From TileDB Wiki: libtiledb is thread-safe, and sharing one Ctx across a thread pool is optimal because schema and fragment metadata is cached per-Ctx.

RadiObject provides two semantically distinct context functions:

def ctx_for_threads(ctx=None) -> tiledb.Ctx:
    """Return context for thread pool workers. Shares caching."""
    return ctx if ctx else get_tiledb_ctx()

def ctx_for_process(base_ctx=None) -> tiledb.Ctx:
    """Create new context for forked process. Isolated memory."""
    if base_ctx is not None:
        return tiledb.Ctx(base_ctx.config())
    return get_radiobject_config().to_tiledb_ctx()
Scenario Function Behavior
ThreadPoolExecutor ctx_for_threads() Returns same context (shared caching)
multiprocessing.Pool ctx_for_process() Creates new isolated context
DataLoader (num_workers>0) ctx_for_process() Creates new isolated context

For practical tuning recipes, see ML Training: Performance Tuning.

Consistency Model

RadiObject writes span multiple TileDB groups and arrays (volumes, obs DataFrame, group metadata). TileDB guarantees per-array atomicity but does not provide cross-array transactions. This has practical implications:

Operation Consistency Notes
Volume.from_numpy() Atomic Single dense array write
VolumeCollectionWriter Best-effort Volumes written individually; obs flushed on __exit__. A crash mid-write leaves partial volumes without obs rows.
RadiObject.append() Best-effort Modifies collections, obs_meta, and group metadata in sequence. Not transactional across these steps.
RadiObject.from_images() Best-effort Creates collections sequentially; group metadata updated last.
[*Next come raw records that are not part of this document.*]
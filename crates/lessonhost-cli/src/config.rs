//! Configuration file management for lessonhost.
//!
//! Provides a TOML-based config file at `~/.config/lessonhost/config.toml`
//! and a resolution chain: CLI flag > env var > config file > default.

use std::path::{Path, PathBuf};
use std::time::Duration;

use anyhow::{Context, Result};
use serde::{Deserialize, Serialize};

use lessonhost_core::HandoffConfig;
use lessonhost_core::reader::MIN_POLL_INTERVAL;
use lessonhost_core::worker::DEFAULT_LESSON_TIMEOUT;

pub const WORKER_BIN_ENV: &str = "LESSONHOST_WORKER_BIN";
pub const RESULT_DIR_ENV: &str = "LESSONHOST_RESULT_DIR";
pub const FILE_DEADLINE_ENV: &str = "LESSONHOST_FILE_DEADLINE_MS";

// -----------------------------------------------------------------------
// Config file types
// -----------------------------------------------------------------------

#[derive(Debug, Default, PartialEq, Eq, Serialize, Deserialize)]
#[serde(default)]
pub struct ConfigFile {
    pub worker: WorkerSection,
    pub handoff: HandoffSection,
}

#[derive(Debug, Default, PartialEq, Eq, Serialize, Deserialize)]
#[serde(default)]
pub struct WorkerSection {
    /// Worker executable. Defaults to this binary.
    pub binary: Option<PathBuf>,
    /// Directory result artifacts are written to. Defaults to the OS temp dir.
    pub result_dir: Option<PathBuf>,
    pub lesson_timeout_secs: Option<u64>,
}

#[derive(Debug, Default, PartialEq, Eq, Serialize, Deserialize)]
#[serde(default)]
pub struct HandoffSection {
    pub poll_interval_ms: Option<u64>,
    pub file_deadline_ms: Option<u64>,
    pub stabilization_ms: Option<u64>,
    pub read_attempts: Option<u32>,
    pub read_backoff_ms: Option<u64>,
    pub read_backoff_max_ms: Option<u64>,
    pub worker_deadline_secs: Option<u64>,
}

impl ConfigFile {
    /// A file with every setting spelled out at its default, for `init`.
    pub fn with_defaults() -> Self {
        let handoff = HandoffConfig::default();
        Self {
            worker: WorkerSection {
                binary: None,
                result_dir: None,
                lesson_timeout_secs: Some(DEFAULT_LESSON_TIMEOUT.as_secs()),
            },
            handoff: HandoffSection {
                poll_interval_ms: Some(millis(handoff.poll_interval)),
                file_deadline_ms: Some(millis(handoff.file_deadline)),
                stabilization_ms: Some(millis(handoff.stabilization)),
                read_attempts: Some(handoff.read_attempts),
                read_backoff_ms: Some(millis(handoff.read_backoff)),
                read_backoff_max_ms: Some(millis(handoff.read_backoff_max)),
                worker_deadline_secs: Some(handoff.worker_deadline.as_secs()),
            },
        }
    }
}

fn millis(d: Duration) -> u64 {
    u64::try_from(d.as_millis()).unwrap_or(u64::MAX)
}

// -----------------------------------------------------------------------
// Paths
// -----------------------------------------------------------------------

/// Return the lessonhost config directory.
///
/// Always uses XDG layout: `$XDG_CONFIG_HOME/lessonhost` or
/// `~/.config/lessonhost`, including on macOS.
pub fn config_dir() -> PathBuf {
    if let Ok(xdg) = std::env::var("XDG_CONFIG_HOME") {
        return PathBuf::from(xdg).join("lessonhost");
    }
    dirs::home_dir()
        .unwrap_or_else(|| PathBuf::from("."))
        .join(".config")
        .join("lessonhost")
}

/// Return the path to the lessonhost config file.
pub fn config_path() -> PathBuf {
    config_dir().join("config.toml")
}

// -----------------------------------------------------------------------
// Read / write
// -----------------------------------------------------------------------

/// Load the config file at `path`. A missing file yields the empty config;
/// a file that exists but cannot be read or parsed is an error.
pub fn load_config_from(path: &Path) -> Result<ConfigFile> {
    let contents = match std::fs::read_to_string(path) {
        Ok(contents) => contents,
        Err(e) if e.kind() == std::io::ErrorKind::NotFound => return Ok(ConfigFile::default()),
        Err(e) => {
            return Err(e)
                .with_context(|| format!("failed to read config file at {}", path.display()));
        }
    };
    toml::from_str(&contents)
        .with_context(|| format!("failed to parse config file at {}", path.display()))
}

/// Load the config file from its default location.
pub fn load_config() -> Result<ConfigFile> {
    load_config_from(&config_path())
}

/// Serialize and write the config file, creating parent dirs as needed.
pub fn save_config_to(path: &Path, config: &ConfigFile) -> Result<()> {
    if let Some(dir) = path.parent() {
        std::fs::create_dir_all(dir)
            .with_context(|| format!("failed to create config directory {}", dir.display()))?;
    }
    let contents = toml::to_string_pretty(config).context("failed to serialize config")?;
    std::fs::write(path, contents)
        .with_context(|| format!("failed to write config file at {}", path.display()))?;
    Ok(())
}

// -----------------------------------------------------------------------
// Resolved config
// -----------------------------------------------------------------------

/// Fully resolved configuration, ready for use.
#[derive(Debug, Clone)]
pub struct LessonhostConfig {
    pub worker_binary: PathBuf,
    pub result_dir: PathBuf,
    pub lesson_timeout: Duration,
    pub handoff: HandoffConfig,
}

impl LessonhostConfig {
    /// Resolve configuration using the chain: CLI flag > env var > config
    /// file > default.
    ///
    /// - Worker binary: `--worker-bin` > `LESSONHOST_WORKER_BIN` > `worker.binary` > this executable
    /// - Result dir: `--result-dir` > `LESSONHOST_RESULT_DIR` > `worker.result_dir` > OS temp dir
    /// - File deadline: `LESSONHOST_FILE_DEADLINE_MS` > `handoff.file_deadline_ms` > 30 s
    pub fn resolve(cli_worker_bin: Option<&Path>, cli_result_dir: Option<&Path>) -> Result<Self> {
        let file = load_config()?;
        Self::resolve_with(file, cli_worker_bin, cli_result_dir)
    }

    fn resolve_with(
        file: ConfigFile,
        cli_worker_bin: Option<&Path>,
        cli_result_dir: Option<&Path>,
    ) -> Result<Self> {
        let worker_binary = if let Some(bin) = cli_worker_bin {
            bin.to_path_buf()
        } else if let Some(bin) = env_path(WORKER_BIN_ENV) {
            bin
        } else if let Some(bin) = file.worker.binary {
            bin
        } else {
            std::env::current_exe().context("failed to locate the lessonhost executable")?
        };

        let result_dir = if let Some(dir) = cli_result_dir {
            dir.to_path_buf()
        } else if let Some(dir) = env_path(RESULT_DIR_ENV) {
            dir
        } else if let Some(dir) = file.worker.result_dir {
            dir
        } else {
            std::env::temp_dir()
        };

        let lesson_timeout = file
            .worker
            .lesson_timeout_secs
            .map(Duration::from_secs)
            .unwrap_or(DEFAULT_LESSON_TIMEOUT);

        let defaults = HandoffConfig::default();
        let section = file.handoff;
        let file_deadline = match std::env::var(FILE_DEADLINE_ENV) {
            Ok(raw) => Duration::from_millis(
                raw.trim()
                    .parse()
                    .with_context(|| format!("{FILE_DEADLINE_ENV} is not a number: {raw:?}"))?,
            ),
            Err(_) => section
                .file_deadline_ms
                .map(Duration::from_millis)
                .unwrap_or(defaults.file_deadline),
        };

        let handoff = HandoffConfig {
            poll_interval: section
                .poll_interval_ms
                .map(Duration::from_millis)
                .unwrap_or(defaults.poll_interval)
                .max(MIN_POLL_INTERVAL),
            file_deadline,
            stabilization: section
                .stabilization_ms
                .map(Duration::from_millis)
                .unwrap_or(defaults.stabilization),
            read_attempts: section.read_attempts.unwrap_or(defaults.read_attempts),
            read_backoff: section
                .read_backoff_ms
                .map(Duration::from_millis)
                .unwrap_or(defaults.read_backoff),
            read_backoff_max: section
                .read_backoff_max_ms
                .map(Duration::from_millis)
                .unwrap_or(defaults.read_backoff_max),
            worker_deadline: section
                .worker_deadline_secs
                .map(Duration::from_secs)
                .unwrap_or(defaults.worker_deadline),
        };

        Ok(Self {
            worker_binary,
            result_dir,
            lesson_timeout,
            handoff,
        })
    }
}

fn env_path(key: &str) -> Option<PathBuf> {
    std::env::var_os(key)
        .filter(|v| !v.is_empty())
        .map(PathBuf::from)
}

// -----------------------------------------------------------------------
// Tests
// -----------------------------------------------------------------------

#[cfg(test)]
mod tests {
    use super::*;

    fn lock_env() -> std::sync::MutexGuard<'static, ()> {
        crate::test_util::lock_env()
    }

    fn clear_env() {
        unsafe { std::env::remove_var(WORKER_BIN_ENV) };
        unsafe { std::env::remove_var(RESULT_DIR_ENV) };
        unsafe { std::env::remove_var(FILE_DEADLINE_ENV) };
    }

    #[test]
    fn save_and_load_config_roundtrip() {
        let tmp = tempfile::TempDir::new().unwrap();
        let path = tmp.path().join("lessonhost").join("config.toml");

        let original = ConfigFile::with_defaults();
        save_config_to(&path, &original).unwrap();

        let loaded = load_config_from(&path).unwrap();
        assert_eq!(loaded, original);
    }

    #[test]
    fn missing_file_is_empty_config() {
        let tmp = tempfile::TempDir::new().unwrap();
        let loaded = load_config_from(&tmp.path().join("absent.toml")).unwrap();
        assert_eq!(loaded, ConfigFile::default());
    }

    #[test]
    fn partial_file_fills_in_defaults() {
        let tmp = tempfile::TempDir::new().unwrap();
        let path = tmp.path().join("config.toml");
        std::fs::write(&path, "[handoff]\nread_attempts = 9\n").unwrap();

        let loaded = load_config_from(&path).unwrap();
        assert_eq!(loaded.handoff.read_attempts, Some(9));
        assert_eq!(loaded.worker, WorkerSection::default());
    }

    #[test]
    fn malformed_file_is_an_error() {
        let tmp = tempfile::TempDir::new().unwrap();
        let path = tmp.path().join("config.toml");
        std::fs::write(&path, "[handoff\nread_attempts = ").unwrap();

        let err = load_config_from(&path).unwrap_err();
        assert!(format!("{err:#}").contains("failed to parse config file"));
    }

    #[test]
    fn resolve_with_cli_flags_overrides_all() {
        let _lock = lock_env();
        clear_env();
        unsafe { std::env::set_var(WORKER_BIN_ENV, "/env/worker") };
        unsafe { std::env::set_var(RESULT_DIR_ENV, "/env/results") };

        let file = ConfigFile {
            worker: WorkerSection {
                binary: Some("/file/worker".into()),
                result_dir: Some("/file/results".into()),
                lesson_timeout_secs: None,
            },
            ..ConfigFile::default()
        };
        let config = LessonhostConfig::resolve_with(
            file,
            Some(Path::new("/cli/worker")),
            Some(Path::new("/cli/results")),
        )
        .unwrap();

        assert_eq!(config.worker_binary, PathBuf::from("/cli/worker"));
        assert_eq!(config.result_dir, PathBuf::from("/cli/results"));
        clear_env();
    }

    #[test]
    fn resolve_with_env_var_overrides_config_file() {
        let _lock = lock_env();
        clear_env();
        unsafe { std::env::set_var(WORKER_BIN_ENV, "/env/worker") };
        unsafe { std::env::set_var(FILE_DEADLINE_ENV, "1500") };

        let mut file = ConfigFile::with_defaults();
        file.worker.binary = Some("/file/worker".into());
        file.worker.result_dir = Some("/file/results".into());
        let config = LessonhostConfig::resolve_with(file, None, None).unwrap();

        assert_eq!(config.worker_binary, PathBuf::from("/env/worker"));
        assert_eq!(config.result_dir, PathBuf::from("/file/results"));
        assert_eq!(config.handoff.file_deadline, Duration::from_millis(1500));
        clear_env();
    }

    #[test]
    fn resolve_defaults_when_nothing_set() {
        let _lock = lock_env();
        clear_env();

        let config = LessonhostConfig::resolve_with(ConfigFile::default(), None, None).unwrap();

        assert_eq!(config.worker_binary, std::env::current_exe().unwrap());
        assert_eq!(config.result_dir, std::env::temp_dir());
        assert_eq!(config.lesson_timeout, DEFAULT_LESSON_TIMEOUT);
        assert_eq!(config.handoff, HandoffConfig::default());
    }

    #[test]
    fn zero_poll_interval_is_raised_to_floor() {
        let _lock = lock_env();
        clear_env();

        let mut file = ConfigFile::default();
        file.handoff.poll_interval_ms = Some(0);
        let config = LessonhostConfig::resolve_with(file, None, None).unwrap();

        assert_eq!(config.handoff.poll_interval, MIN_POLL_INTERVAL);
    }

    #[test]
    fn invalid_deadline_env_is_an_error() {
        let _lock = lock_env();
        clear_env();
        unsafe { std::env::set_var(FILE_DEADLINE_ENV, "soon") };

        let result = LessonhostConfig::resolve_with(ConfigFile::default(), None, None);
        clear_env();

        let msg = format!("{:#}", result.unwrap_err());
        assert!(msg.contains(FILE_DEADLINE_ENV), "unexpected error: {msg}");
    }

    #[test]
    fn config_path_ends_with_expected_filename() {
        let path = config_path();
        assert!(
            path.ends_with("lessonhost/config.toml"),
            "unexpected config path: {}",
            path.display()
        );
    }
}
Implications for concurrent access:

  • Single-writer: RadiObject is designed for single-writer, multiple-reader workflows. Concurrent writers to the same URI are not supported and may corrupt group metadata.
  • Crash recovery: Use validate() after unexpected interruptions to detect inconsistencies (orphan volumes, missing obs rows, metadata count mismatches).
  • Idempotent re-creation: If a write fails, delete the URI and re-create rather than attempting partial recovery.

Why not transactional? TileDB Groups are metadata containers, not transactional databases. Cross-group atomicity would require a write-ahead log or two-phase commit, adding complexity disproportionate to the current use case (batch ETL, not OLTP).

Cache

RadiObject delegates data caching to TileDB Embedded. There is no application-level data cache — Python @cached_property is used only for immutable schema and metadata objects.

TileDB's Caching Layers

TileDB Embedded maintains two in-memory caches, both scoped to a tiledb.Ctx:

Layer Config Parameter Default Scope Purpose
Tile cache sm.tile_cache_size 512 MB (RadiObject) Per-context, across queries LRU cache of uncompressed tiles — avoids re-reading and re-decompressing on repeated access
VFS read-ahead vfs.read_ahead_cache_size 10 MB Per-context Cloud-only (S3/GCS/Azure). Speculatively fetches extra bytes on small reads to reduce round-trips

Tile Cache vs Memory Budget

These are distinct mechanisms:

  • sm.tile_cache_size (default 512 MB): LRU cache that persists uncompressed tiles across queries within the same context. Repeated reads of the same tile region hit this cache instead of disk/S3.
  • sm.memory_budget (default 1 GB): Per-query throttle that caps how much data TileDB will fetch in a single read. Prevents OOM on large subarray reads. Does not cache anything for reuse.

Context Sharing and Cache Lifetime

The tile cache lives inside tiledb.Ctx. This is why context sharing matters:

  • Threads (ctx_for_threads): Workers share one context, so they share one tile cache. A tile read by thread A is available to thread B.
  • Processes (ctx_for_process): Each forked process gets an isolated context with its own empty cache. No cross-process cache sharing.

See Concurrency Model for context injection details.